The blast radius problem

Not all access is equal. A read-only login to a dashboard is a minor risk if it leaks; the production database admin credential, the cloud root account, the CI/CD deploy key — those are the access that turns a small compromise into a company-ending one. Privileged access is defined by blast radius: how much damage the holder can do if they go rogue or get phished. And for most lean teams, the honest answer is that far too many people hold far too much of it, far too permanently.

The pattern is familiar. Early on, everyone needs to do everything, so everyone gets admin. The team grows, but the access never gets clawed back, because removing it feels like distrust and nobody wants to be the bottleneck. A year in, every engineer is a permanent root on production, prod credentials are a shared password in a chat thread, and the cloud root account is logged in on someone's laptop. None of it is malicious. All of it is the exact condition that turns one phished laptop into a total compromise. This is least privilege at its highest-stakes layer — the access where getting it wrong costs the most.

Standing access is the root of the problem

The core insight of privileged access management is that standing access — permanent, always-on admin — is the thing to attack. An attacker can only use the privileges that are live when they land. If admin rights sit dormant until someone explicitly elevates for a specific task, then a phished developer account is just a developer account, not an instant root.

  • Inventory who holds what, and over what. You cannot shrink privilege you can't see. Start from a list of every admin-capable account — human and machine — against every critical system, the same way your asset inventory tracks the systems themselves. The non-human identities usually outnumber the people and hold the scariest keys.
  • Separate everyday accounts from privileged ones. An engineer's daily-driver login — full of browser tabs and email — should not also be production root. A separate, hardened admin identity means the account that gets phished isn't the account that can wreck prod.
  • Make elevation explicit and temporary. Just-in-time access — request, get it for an hour, lose it automatically — collapses the standing-privilege window to near zero. Even a lightweight version (a documented request and a manual grant-then-revoke) beats permanent admin, because the default state of the account is not dangerous.

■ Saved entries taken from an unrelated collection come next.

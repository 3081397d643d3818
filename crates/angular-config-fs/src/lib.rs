// SPDX-License-Identifier: Apache-2.0
// © James Ross Ω FLYING•ROBOTS <https://github.com/flyingrobots>
//! Filesystem-backed `ConfigStore` for angular tools (uses platform config dir).

use angular_app_core::config::{ConfigError, ConfigStore};
use directories::ProjectDirs;
use std::fs;
use std::io::ErrorKind;
use std::path::{Path, PathBuf};

/// Store configs as JSON files under a base directory.
#[derive(Debug, Clone)]
pub struct FsConfigStore {
    base: PathBuf,
}

impl FsConfigStore {
    /// Create a store rooted at the user config directory (e.g. `~/.config/angular`).
    ///
    /// # Errors
    /// Fails if the platform has no config directory or it cannot be created.
    pub fn new() -> Result<Self, ConfigError> {
        let proj = ProjectDirs::from("dev", "flyingrobots", "angular")
            .ok_or_else(|| ConfigError::Other("could not resolve config dir".into()))?;
        Self::with_base(proj.config_dir())
    }

    /// Create a store rooted at `base`, creating the directory if needed.
    ///
    /// # Errors
    /// Fails if `base` cannot be created.
    pub fn with_base(base: impl AsRef<Path>) -> Result<Self, ConfigError> {
        let base = base.as_ref().to_path_buf();
        fs::create_dir_all(&base)?;
        Ok(Self { base })
    }

    /// Directory the JSON files live in.
    pub fn base(&self) -> &Path {
        &self.base
    }

    /// File backing `key`.
    pub fn path_for(&self, key: &str) -> PathBuf {
        self.base.join(format!("{key}.json"))
    }
}

impl ConfigStore for FsConfigStore {
    fn load_raw(&self, key: &str) -> Result<Vec<u8>, ConfigError> {
        match fs::read(self.path_for(key)) {
            Ok(bytes) => Ok(bytes),
            Err(err) if err.kind() == ErrorKind::NotFound => Err(ConfigError::NotFound),
            Err(err) => Err(ConfigError::Io(err)),
        }
    }

    fn save_raw(&self, key: &str, data: &[u8]) -> Result<(), ConfigError> {
        let path = self.path_for(key);
        if let Some(parent) = path.parent() {
            fs::create_dir_all(parent)?;
        }
        fs::write(path, data)?;
        Ok(())
    }

    fn remove_raw(&self, key: &str) -> Result<(), ConfigError> {
        match fs::remove_file(self.path_for(key)) {
            Err(err) if err.kind() != ErrorKind::NotFound => Err(ConfigError::Io(err)),
            _ => Ok(()),
        }
    }
}
// SPDX-License-Identifier: Apache-2.0
// © James Ross Ω FLYING•ROBOTS <https://github.com/flyingrobots>

#![allow(missing_docs)]

use angular_core::nodes::{binary, clamp, plugin_nodes, soft_clamp};
use angular_core::registry_api::{AttrKind, RegistryProvider};
use angular_core::{AngularRegistry, NodeRegistry, NodeType, RegistryError};

#[test]
fn plugin_registers_six_nodes() {
    let registry = NodeRegistry::with_plugin().unwrap();
    assert_eq!(registry.len(), 6);
    let ids: Vec<u32> = registry.iter().map(NodeType::type_id).collect();
    assert_eq!(
        ids,
        [0x0012_6b12, 0x0012_6b13, 0x0012_6b14, 0x0012_6b15, 0x0012_6b16, 0x0012_6b17]
    );
}

#[test]
fn duplicate_name_is_rejected() {
    let mut registry = NodeRegistry::new();
    registry.register(clamp::node_type()).unwrap();
    let err = registry.register(clamp::node_type()).unwrap_err();
    assert_eq!(err, RegistryError::DuplicateName("clampAngle"));
    assert_eq!(registry.len(), 1);
}

#[test]
fn duplicate_id_is_rejected() {
    static IMPOSTOR: angular_core::registry_api::NodeDef = angular_core::registry_api::NodeDef {
        name: "impostor",
        type_id: binary::NODE_ID,
        attrs: &[],
        affects: &[],
    };

    let mut registry = NodeRegistry::new();
    registry.register(binary::node_type()).unwrap();
    let impostor = NodeType {
        def: &IMPOSTOR,
        ..binary::node_type()
    };
    assert_eq!(
        registry.register(impostor),
        Err(RegistryError::DuplicateId(binary::NODE_ID))
    );
    assert!(registry.by_name("impostor").is_none());
}

#[test]
fn uninitialize_removes_everything() {
    let mut registry = NodeRegistry::with_plugin().unwrap();
    registry.uninitialize_plugin().unwrap();
    assert!(registry.is_empty());
    assert!(registry.by_name("angleUnaryOp").is_none());

    assert_eq!(
        registry.deregister(soft_clamp::NODE_ID).unwrap_err(),
        RegistryError::UnknownId(soft_clamp::NODE_ID)
    );
    assert!(registry.uninitialize_plugin().is_err());
}

#[test]
fn reinitialize_after_uninitialize() {
    let mut registry = NodeRegistry::with_plugin().unwrap();
    registry.uninitialize_plugin().unwrap();
    registry.initialize_plugin().unwrap();
    assert_eq!(registry.len(), plugin_nodes().len());
    assert!(registry.initialize_plugin().is_err());
}

#[test]
fn deregister_returns_the_node() {
    let mut registry = NodeRegistry::with_plugin().unwrap();
    let node = registry.deregister(clamp::NODE_ID).unwrap();
    assert_eq!(node.name(), "clampAngle");
    assert!(registry.lookup("clampAngle").is_none());
    assert_eq!(registry.len(), 5);
}

#[test]
fn provider_describes_attributes() {
    let provider = AngularRegistry;
    let def = provider.node_by_name("softClampAngle").unwrap();
    assert_eq!(def.type_id, 0x0012_6b17);

    let names: Vec<_> = def.inputs().map(|a| a.name).collect();
    assert_eq!(names, ["input", "min", "minSoft", "max", "maxSoft"]);
    assert_eq!(def.attr("mxs").map(|a| a.kind), Some(AttrKind::Double));

    let multi = provider.node_by_id(0x0012_6b13).unwrap();
    assert_eq!(multi.name, "angleMultiOp");
    assert!(multi.attr("input").is_some_and(|a| a.array));

    assert!(provider.node_by_id(0x0012_6b18).is_none());
    assert!(provider.node_by_name("angleModuloOp").is_none());
}

#[test]
fn clamp_defaults_span_a_right_angle() {
    let def = AngularRegistry.node_by_name("clampAngle").unwrap();
    let max = def.attr("max").unwrap();
    assert_eq!(
        max.default,
        angular_core::registry_api::AttrDefault::Number(90.0)
    );
}
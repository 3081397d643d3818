// SPDX-License-Identifier: Apache-2.0
// © James Ross Ω FLYING•ROBOTS <https://github.com/flyingrobots>

//! Soft clamping: a hard min/max clamp with its corners rounded off.
//!
//! Each bound may carry a softness. Near a soft bound the identity line is
//! replaced by a circular arc that leaves the identity with slope 1 and meets
//! the flat clamped line `y = bound` with slope 0, so the curve is C¹.
//!
//! Geometry (upper bound `mx`, radius `r`):
//! - the arc spans 45° of a circle, so it leaves the identity line at
//!   `mx - (s - t) * r` and lands on `y = mx` at `mx + t * r`
//! - `s = sin(45°)`, `t = tan(22.5°)`; the radius is `softness / (s * t)`, so
//!   the blend region ends exactly `softness / s` past the bound
//! - softness `0` collapses the arc and the function is the hard clamp
//!
//! Transcendentals go through `libm` so results do not depend on the
//! platform's math library.

/// `sin(45°)`.
pub const BLEND_SIN: f64 = core::f64::consts::FRAC_1_SQRT_2;

/// `tan(22.5°)`.
pub const BLEND_TAN: f64 = core::f64::consts::SQRT_2 - 1.0;

/// Arc radius used for a given softness. Non-positive (or NaN) softness has no
/// arc and yields `0.0`.
#[inline]
pub fn blend_radius(softness: f64) -> f64 {
    if softness > 0.0 {
        softness / (BLEND_SIN * BLEND_TAN)
    } else {
        0.0
    }
}

/// One-sided upper soft clamp of `v` against `mx`.
///
/// Values below the blend region pass through unchanged, values past it
/// return `mx` exactly.
pub fn soft_max(v: f64, mx: f64, softness: f64) -> f64 {
    if v.is_nan() {
        return v;
    }
    let r = blend_radius(softness);
    if r == 0.0 {
        return if v > mx { mx } else { v };
    }

    let lo = mx - (BLEND_SIN - BLEND_TAN) * r;
    if v <= lo {
        return v;
    }
    if v >= mx + r * BLEND_TAN {
        return mx;
    }

    let arc = mx + r * libm::cos(libm::asin((mx - v) / r + BLEND_TAN)) - r;
    // The arc is concave and sits under both tangents; rounding must not push
    // it outside that envelope. An infinite radius gives a NaN arc, which the
    // envelope also discards.
    arc.min(v.min(mx)).max(lo)
}

/// One-sided lower soft clamp of `v` against `mn`. Mirror image of [`soft_max`].
pub fn soft_min(v: f64, mn: f64, softness: f64) -> f64 {
    if v.is_nan() {
        return v;
    }
    let r = blend_radius(softness);
    if r == 0.0 {
        return if v < mn { mn } else { v };
    }

    let hi = mn + (BLEND_SIN - BLEND_TAN) * r;
    if v >= hi {
        return v;
    }
    if v <= mn - r * BLEND_TAN {
        return mn;
    }

    let arc = mn - r * libm::cos(libm::asin((mn - v) / r - BLEND_TAN)) + r;
    arc.max(v.max(mn)).min(hi)
}

/// Two-sided soft clamp.
///
/// The lower clamp runs first and its output feeds the upper clamp, so
/// overlapping blend regions saturate progressively.
///
/// When `mx < mn` the bounds are treated as intentionally inverted: `mx` (with
/// `mx_soft`) becomes the lower bound and `mn` (with `mn_soft`) the upper one,
/// clamping into `[mx, mn]` instead of an empty range.
pub fn soft_clamp(v: f64, mn: f64, mn_soft: f64, mx: f64, mx_soft: f64) -> f64 {
    if mx < mn {
        soft_max(soft_min(v, mx, mx_soft), mn, mn_soft)
    } else {
        soft_max(soft_min(v, mn, mn_soft), mx, mx_soft)
    }
}

/// A bound and the softness of its blend.
#[derive(Debug, Clone, Copy, PartialEq)]
#[cfg_attr(feature = "serde", derive(serde::Serialize, serde::Deserialize))]
pub struct SoftBound {
    /// Limit value (degrees).
    pub value: f64,
    /// Size of the blend region; `0.0` is a hard bound.
    pub softness: f64,
}

impl SoftBound {
    /// Bound with a blend region of the given softness.
    pub const fn new(value: f64, softness: f64) -> Self {
        Self { value, softness }
    }

    /// Bound without a blend region.
    pub const fn hard(value: f64) -> Self {
        Self {
            value,
            softness: 0.0,
        }
    }

    /// Operand range over which the blend toward this bound happens, as seen
    /// from below (upper bound) or from above (lower bound when `lower`).
    pub fn blend_range(&self, lower: bool) -> (f64, f64) {
        let r = blend_radius(self.softness);
        if lower {
            (
                self.value - r * BLEND_TAN,
                self.value + (BLEND_SIN - BLEND_TAN) * r,
            )
        } else {
            (
                self.value - (BLEND_SIN - BLEND_TAN) * r,
                self.value + r * BLEND_TAN,
            )
        }
    }
}

/// [`soft_clamp`] taking its bounds as [`SoftBound`]s.
pub fn soft_clamp_bounds(v: f64, lower: SoftBound, upper: SoftBound) -> f64 {
    soft_clamp(
        v,
        lower.value,
        lower.softness,
        upper.value,
        upper.softness,
    )
}
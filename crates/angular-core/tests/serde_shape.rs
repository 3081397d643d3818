// SPDX-License-Identifier: Apache-2.0
// © James Ross Ω FLYING•ROBOTS <https://github.com/flyingrobots>

#![cfg(feature = "serde")]
#![allow(missing_docs)]

use angular_core::math::{Angle, AngleUnit};
use angular_core::AttrValue;

#[test]
fn attr_values_serialize_tagged_in_degrees() {
    let json = serde_json::to_value(AttrValue::Angle(Angle::from_degrees(45.0))).unwrap();
    assert_eq!(json, serde_json::json!({ "kind": "angle", "value": 45.0 }));

    let json = serde_json::to_value(AttrValue::Enum(3)).unwrap();
    assert_eq!(json, serde_json::json!({ "kind": "enum", "value": 3 }));
}

#[test]
fn angle_units_use_lowercase_names() {
    assert_eq!(
        serde_json::to_string(&AngleUnit::Radians).unwrap(),
        "\"radians\""
    );
    let unit: AngleUnit = serde_json::from_str("\"degrees\"").unwrap();
    assert_eq!(unit, AngleUnit::Degrees);
}
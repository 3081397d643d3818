// SPDX-License-Identifier: Apache-2.0
// © James Ross Ω FLYING•ROBOTS <https://github.com/flyingrobots>
//! `clampAngle`: restricts `input` to `[min, max]`.

use angular_registry_api::NodeDef;

use super::{affects_output, angle_in, OUTPUT_ATTR};
use crate::data::{AttrValue, DataBlock};
use crate::math::{clamp, Angle};
use crate::node::{ensure_output, ComputeError, NodeType};

/// Host type name.
pub const NODE_NAME: &str = "clampAngle";

/// Host type id.
pub const NODE_ID: u32 = 0x0012_6b16;

/// Descriptor.
pub static DEF: NodeDef = NodeDef {
    name: NODE_NAME,
    type_id: NODE_ID,
    attrs: &[
        angle_in("input", "i", 0.0),
        angle_in("min", "mn", 0.0),
        angle_in("max", "mx", 90.0),
        OUTPUT_ATTR,
    ],
    affects: &[
        affects_output("input"),
        affects_output("min"),
        affects_output("max"),
    ],
};

fn compute(plug: &str, data: &DataBlock) -> Result<AttrValue, ComputeError> {
    ensure_output(&DEF, plug)?;
    let v = data.degrees("input")?;
    let mn = data.degrees("min")?;
    let mx = data.degrees("max")?;
    Ok(AttrValue::Angle(Angle::from_degrees(clamp(v, mn, mx))))
}

/// Node type for registration.
pub fn node_type() -> NodeType {
    NodeType {
        def: &DEF,
        compute,
    }
}
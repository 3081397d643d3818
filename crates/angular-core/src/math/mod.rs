// SPDX-License-Identifier: Apache-2.0
// © James Ross Ω FLYING•ROBOTS <https://github.com/flyingrobots>
//! Pure angle math: soft clamping and the arithmetic operators.
//!
//! Everything here is a stateless function of its arguments, safe to call
//! from any thread and to memoize on input equality.

pub mod angle;
pub mod ops;
pub mod soft_clamp;

pub use angle::{Angle, AngleUnit, ParseAngleUnitError};
pub use ops::{
    binary_op, clamp, multi_op, scalar_op, unary_op, BinaryOp, MultiOp, OpError, UnaryOp,
    BINARY_DIV_ZERO, RECIPROCAL_OF_ZERO, SCALAR_DIV_ZERO,
};
pub use soft_clamp::{
    blend_radius, soft_clamp, soft_clamp_bounds, soft_max, soft_min, SoftBound, BLEND_SIN,
    BLEND_TAN,
};
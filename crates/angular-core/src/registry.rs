// SPDX-License-Identifier: Apache-2.0
// © James Ross Ω FLYING•ROBOTS <https://github.com/flyingrobots>
//! Node type registry and the static provider handed to hosts.

use std::collections::BTreeMap;

use angular_registry_api::{NodeDef, RegistryInfo, RegistryProvider};
use thiserror::Error;
use tracing::{debug, instrument};

use crate::node::NodeType;
use crate::nodes::{plugin_nodes, NODE_DEFS};

/// Vendor string reported at plugin load.
pub const PLUGIN_VENDOR: &str = "angular";

/// Plugin version reported at plugin load.
pub const PLUGIN_VERSION: &str = env!("CARGO_PKG_VERSION");

/// Host API version the plugin requires.
pub const REQUIRED_API_VERSION: &str = "Any";

/// Errors raised while registering or deregistering node types.
#[derive(Debug, Error, Clone, PartialEq, Eq)]
pub enum RegistryError {
    /// Attempted to register a node type with a duplicate name.
    #[error("duplicate node name: {0}")]
    DuplicateName(&'static str),
    /// Attempted to register a node type with a duplicate id.
    #[error("duplicate node id: {0:#010x}")]
    DuplicateId(u32),
    /// Attempted to deregister an id that was never registered.
    #[error("node id not registered: {0:#010x}")]
    UnknownId(u32),
}

/// Registered node types, keyed by type id.
#[derive(Debug, Default)]
pub struct NodeRegistry {
    by_id: BTreeMap<u32, NodeType>,
    by_name: BTreeMap<&'static str, u32>,
}

impl NodeRegistry {
    /// Empty registry.
    pub fn new() -> Self {
        Self::default()
    }

    /// Registry holding every angle node, registered in host order.
    ///
    /// # Errors
    /// Only fails if the built-in node table itself contains duplicates.
    pub fn with_plugin() -> Result<Self, RegistryError> {
        let mut registry = Self::new();
        registry.initialize_plugin()?;
        Ok(registry)
    }

    /// Registers a node type.
    ///
    /// # Errors
    /// Returns [`RegistryError::DuplicateName`] if a node with the same name
    /// is registered, or [`RegistryError::DuplicateId`] if the id is taken.
    #[instrument(level = "debug", skip(self, node), fields(name = node.name(), id = node.type_id()))]
    pub fn register(&mut self, node: NodeType) -> Result<(), RegistryError> {
        if self.by_name.contains_key(node.name()) {
            return Err(RegistryError::DuplicateName(node.name()));
        }
        if self.by_id.contains_key(&node.type_id()) {
            return Err(RegistryError::DuplicateId(node.type_id()));
        }
        self.by_name.insert(node.name(), node.type_id());
        self.by_id.insert(node.type_id(), node);
        debug!("registered node type");
        Ok(())
    }

    /// Removes a node type by id and returns it.
    ///
    /// # Errors
    /// Returns [`RegistryError::UnknownId`] if nothing is registered under `type_id`.
    #[instrument(level = "debug", skip(self))]
    pub fn deregister(&mut self, type_id: u32) -> Result<NodeType, RegistryError> {
        let node = self
            .by_id
            .remove(&type_id)
            .ok_or(RegistryError::UnknownId(type_id))?;
        self.by_name.remove(node.name());
        debug!(name = node.name(), "deregistered node type");
        Ok(node)
    }

    /// Registers every angle node in host order.
    ///
    /// # Errors
    /// Stops at the first registration error, leaving earlier nodes registered.
    pub fn initialize_plugin(&mut self) -> Result<(), RegistryError> {
        for node in plugin_nodes() {
            self.register(node)?;
        }
        Ok(())
    }

    /// Deregisters every angle node in host order.
    ///
    /// # Errors
    /// Stops at the first node that is not registered.
    pub fn uninitialize_plugin(&mut self) -> Result<(), RegistryError> {
        for node in plugin_nodes() {
            self.deregister(node.type_id())?;
        }
        Ok(())
    }

    /// Looks a node type up by id.
    pub fn by_id(&self, type_id: u32) -> Option<&NodeType> {
        self.by_id.get(&type_id)
    }

    /// Looks a node type up by name.
    pub fn by_name(&self, name: &str) -> Option<&NodeType> {
        self.by_name.get(name).and_then(|id| self.by_id.get(id))
    }

    /// Looks a node type up by name, or by id written as decimal or `0x` hex.
    pub fn lookup(&self, key: &str) -> Option<&NodeType> {
        self.by_name(key).or_else(|| {
            let id = key
                .strip_prefix("0x")
                .map_or_else(|| key.parse().ok(), |hex| u32::from_str_radix(hex, 16).ok())?;
            self.by_id(id)
        })
    }

    /// Registered node types sorted by id.
    pub fn iter(&self) -> impl Iterator<Item = &NodeType> {
        self.by_id.values()
    }

    /// Number of registered node types.
    pub fn len(&self) -> usize {
        self.by_id.len()
    }

    /// Whether nothing is registered.
    pub fn is_empty(&self) -> bool {
        self.by_id.is_empty()
    }
}

/// Static provider over the built-in node descriptors.
#[derive(Debug, Clone, Copy, Default)]
pub struct AngularRegistry;

impl RegistryProvider for AngularRegistry {
    fn info(&self) -> RegistryInfo {
        RegistryInfo {
            vendor: PLUGIN_VENDOR,
            version: PLUGIN_VERSION,
            required_api_version: REQUIRED_API_VERSION,
        }
    }

    fn node_by_id(&self, type_id: u32) -> Option<&'static NodeDef> {
        NODE_DEFS.iter().copied().find(|d| d.type_id == type_id)
    }

    fn node_by_name(&self, name: &str) -> Option<&'static NodeDef> {
        NODE_DEFS.iter().copied().find(|d| d.name == name)
    }

    fn all_nodes(&self) -> &'static [&'static NodeDef] {
        &NODE_DEFS
    }
}
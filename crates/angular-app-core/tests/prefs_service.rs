// SPDX-License-Identifier: Apache-2.0
// © James Ross Ω FLYING•ROBOTS <https://github.com/flyingrobots>

#![allow(missing_docs)]

use std::cell::RefCell;
use std::collections::BTreeMap;

use angular_app_core::config::{ConfigError, ConfigService, ConfigStore};
use angular_app_core::prefs::{EvalPrefs, PrefsPort, PREFS_KEY};
use angular_core::math::AngleUnit;

#[derive(Default)]
struct MemStore {
    blobs: RefCell<BTreeMap<String, Vec<u8>>>,
}

impl ConfigStore for MemStore {
    fn load_raw(&self, key: &str) -> Result<Vec<u8>, ConfigError> {
        self.blobs
            .borrow()
            .get(key)
            .cloned()
            .ok_or(ConfigError::NotFound)
    }

    fn save_raw(&self, key: &str, data: &[u8]) -> Result<(), ConfigError> {
        self.blobs.borrow_mut().insert(key.to_owned(), data.to_vec());
        Ok(())
    }

    fn remove_raw(&self, key: &str) -> Result<(), ConfigError> {
        self.blobs.borrow_mut().remove(key);
        Ok(())
    }
}

#[test]
fn missing_prefs_load_as_defaults() {
    let service = ConfigService::new(MemStore::default());
    assert_eq!(service.load_prefs().unwrap(), EvalPrefs::default());
    assert!(service.load::<EvalPrefs>(PREFS_KEY).unwrap().is_none());
}

#[test]
fn prefs_persist_under_their_key() {
    let service = ConfigService::new(MemStore::default());
    let mut prefs = EvalPrefs::default();
    prefs.set("precision", "2").unwrap();
    prefs.set("angle_unit", "radians").unwrap();
    service.save_prefs(&prefs).unwrap();

    assert_eq!(service.load_prefs().unwrap(), prefs);

    let raw = service.store().load_raw(PREFS_KEY).unwrap();
    let json: serde_json::Value = serde_json::from_slice(&raw).unwrap();
    assert_eq!(json["angle_unit"], "radians");
    assert_eq!(json["precision"], 2);
}

#[test]
fn reset_restores_defaults() {
    let service = ConfigService::new(MemStore::default());
    let prefs = EvalPrefs {
        precision: 1,
        angle_unit: AngleUnit::Radians,
        log_filter: "debug".into(),
    };
    service.save_prefs(&prefs).unwrap();
    service.reset_prefs().unwrap();
    assert_eq!(service.load_prefs().unwrap(), EvalPrefs::default());
}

The controls a lean team can actually run

You don't need an enterprise PAM platform to get most of the benefit. You need discipline applied to a short list:

  • Phishing-resistant MFA on every privileged account, no exceptions. Privileged access is where weak MFA hurts most — these are the accounts worth a targeted attack, so they get the strongest identity hardening you have, not the baseline.
  • Kill shared privileged credentials. A shared prod password means no accountability and no clean revocation — you can't remove one person without rotating it for everyone. Individual named access, or short-lived credentials issued per person, restores the audit trail. Where a shared secret is unavoidable, it lives in a vault, never a chat thread, under your secrets-management discipline.
  • Define a break-glass path — and alarm it. There are real emergencies where someone needs root now. The answer isn't standing access; it's a documented break-glass account that's heavily monitored, so using it fires a loud alert and creates a record. Break-glass should be rare and noisy, never routine and silent.
  • Log and alert on privileged actions. Every use of admin rights belongs in your detection pipeline. Privileged actions are exactly what an attacker performs after a compromise, so they're the highest-value signal you can watch — and the first thing an incident responder reaches for.
  • Review privileged access on a cadence, ruthlessly. Standing admin accumulates by default. A recurring access review aimed specifically at the privileged tier — and immediate revocation at offboarding — keeps the list from quietly growing back.

Over-privilege is a finding, not a footnote

When a review surfaces a developer with standing prod root they haven't used in months, or a service account with admin scope it doesn't need, that's a finding with an owner and a clock — ranked by blast radius. Standing root on production outranks a stale admin login to a low-value tool, and gets the shorter deadline. This is the same exposure-first triage you run everywhere, pointed at the access that can do the most harm.

It anchors the audit, too

Access control is the first thing nearly every framework examines, and privileged access is where assessors look hardest — who can touch production, how elevation works, whether shared admin credentials exist, how access is removed when people leave. A clean inventory, named privileged accounts, time-boxed elevation, an alarmed break-glass path, and a record of regular reviews are exactly the evidence those questions want, dropping straight into continuous evidence collection.

One honest caveat: a platform can inventory privileged accounts, flag standing or unused admin access and shared credentials as findings, track the remediation, and keep access-review evidence current for an assessor — it organizes and proves the work. It does not provision your accounts, enforce just-in-time elevation, rotate your credentials, or grant or guarantee any certification; the separation of duties, the break-glass design, and the revocations are operational steps your team owns, and which obligations apply to you is a question for counsel.

Privileged access is the difference between an incident and a catastrophe — it's defined by blast radius, and most lean teams hand out far too much of it far too permanently. The fix isn't an enterprise PAM suite; it's attacking standing access: separate admin identities from daily logins, make elevation explicit and temporary, kill shared prod passwords, alarm the break-glass path, log every privileged action, and review the privileged tier ruthlessly. An attacker can only use the keys that are live when they land — so make the dangerous ones off by default.